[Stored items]
BEGIN

//! Virtual item store
//!
//! SQLite persistence for the virtual directory tree, segment runs, the job
//! queue, and history. The store owns VirtualItem/MultipartMeta lifecycle;
//! everything else holds ids.
//!
//! ## Submodules
//!
//! Methods on [`Store`] are organized by domain:
//! - [`migrations`] — lifecycle, schema migrations, well-known roots
//! - [`items`] — virtual tree CRUD, segment runs, job-tree transactions
//! - [`queue`] — job queue CRUD and eligibility
//! - [`history`] — history records and atomic job finalization

use sqlx::FromRow;
use sqlx::sqlite::SqlitePool;
use std::str::FromStr;

use crate::types::{
    HistoryItem, ItemId, ItemType, JobId, JobStatus, MultipartMeta, PostProcessing, Priority,
    QueueItem, VirtualItem,
};

mod history;
mod items;
mod migrations;
mod queue;

pub use items::{JobTree, NewItem};

/// Handle to the SQLite-backed store
#[derive(Clone)]
pub struct Store {
    pool: SqlitePool,
    roots: Roots,
}

/// Ids of the well-known root folders
#[derive(Clone, Copy, Debug)]
pub struct Roots {
    /// `content` — per-job directories by category
    pub content: ItemId,
    /// `symlinks` — importable video mirrored as symlink items
    pub symlinks: ItemId,
    /// `.ids` — items addressed by id (signed with the strm key)
    pub ids: ItemId,
}

impl Store {
    /// Well-known root folder ids
    pub fn roots(&self) -> Roots {
        self.roots
    }

    /// Underlying pool (crate-internal, for transactions)
    pub(crate) fn pool(&self) -> &SqlitePool {
        &self.pool
    }
}

/// Virtual item row as stored
#[derive(Debug, Clone, FromRow)]
pub(crate) struct ItemRow {
    pub id: String,
    pub parent_id: Option<String>,
    pub name: String,
    pub item_type: i32,
    pub size: i64,
    pub created_at: i64,
    pub release_date: Option<i64>,
    pub last_health_check_at: Option<i64>,
}

impl From<ItemRow> for VirtualItem {
    fn from(row: ItemRow) -> Self {
        VirtualItem {
            id: parse_item_id(&row.id),
            parent_id: row.parent_id.as_deref().map(parse_item_id),
            name: row.name,
            item_type: ItemType::from_i32(row.item_type),
            size: row.size.max(0) as u64,
            created_at: timestamp(row.created_at),
            release_date: row.release_date.map(timestamp),
            last_health_check_at: row.last_health_check_at.map(timestamp),
        }
    }
}

/// Queue row as stored
#[derive(Debug, Clone, FromRow)]
pub(crate) struct QueueRow {
    pub id: String,
    pub file_name: String,
    pub job_name: String,
    pub category: String,
    pub nzb_contents: String,
    pub priority: i32,
    pub pause_until: Option<i64>,
    pub total_segment_bytes: i64,
    pub post_processing: i32,
    pub created_at: i64,
}

impl From<QueueRow> for QueueItem {
    fn from(row: QueueRow) -> Self {
        QueueItem {
            id: parse_job_id(&row.id),
            file_name: row.file_name,
            job_name: row.job_name,
            category: row.category,
            nzb_contents: row.nzb_contents,
            priority: Priority::from_i32(row.priority),
            pause_until: row.pause_until.map(timestamp),
            total_segment_bytes: row.total_segment_bytes.max(0) as u64,
            post_processing: PostProcessing::from_i32(row.post_processing),
            created_at: timestamp(row.created_at),
        }
    }
}

/// History row as stored
#[derive(Debug, Clone, FromRow)]
pub(crate) struct HistoryRow {
    pub id: String,
    pub job_name: String,
    pub category: String,
    pub status: i32,
    pub total_segment_bytes: i64,
    pub download_time_secs: i64,
    pub fail_message: Option<String>,
    pub download_dir_id: Option<String>,
    pub created_at: i64,
}

impl From<HistoryRow> for HistoryItem {
    fn from(row: HistoryRow) -> Self {
        HistoryItem {
            id: parse_job_id(&row.id),
            job_name: row.job_name,
            category: row.category,
            status: JobStatus::from_i32(row.status),
            total_segment_bytes: row.total_segment_bytes.max(0) as u64,
            download_time_seconds: row.download_time_secs.max(0) as u64,
            fail_message: row.fail_message,
            download_dir_id: row.download_dir_id.as_deref().map(parse_item_id),
            created_at: timestamp(row.created_at),
        }
    }
}

/// Serialized MultipartMeta column
#[derive(Debug, Clone, FromRow)]
pub(crate) struct MetaRow {
    pub multipart_meta: Option<String>,
}

impl MetaRow {
    pub(crate) fn parse(self) -> Option<MultipartMeta> {
        self.multipart_meta
            .as_deref()
            .and_then(|json| serde_json::from_str(json).ok())
    }
}

fn parse_item_id(raw: &str) -> ItemId {
    ItemId::from_str(raw).unwrap_or_else(|_| {
        tracing::warn!(raw, "corrupt item id in store");
        ItemId(uuid::Uuid::nil())
    })
}

fn parse_job_id(raw: &str) -> JobId {
    JobId::from_str(raw).unwrap_or_else(|_| {
        tracing::warn!(raw, "corrupt job id in store");
        JobId(uuid::Uuid::nil())
    })
}

fn timestamp(secs: i64) -> chrono::DateTime<chrono::Utc> {
    use chrono::TimeZone;
    chrono::Utc
        .timestamp_opt(secs, 0)
        .single()
        .unwrap_or_else(chrono::Utc::now)
}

END

_Work to complete_
A complete answer gives every line of the data that includes "MultipartMeta".

_Answer to the problem_
//! queue, and history. The store owns VirtualItem/MultipartMeta lifecycle;
    HistoryItem, ItemId, ItemType, JobId, JobStatus, MultipartMeta, PostProcessing, Priority,
/// Serialized MultipartMeta column
    pub(crate) fn parse(self) -> Option<MultipartMeta> {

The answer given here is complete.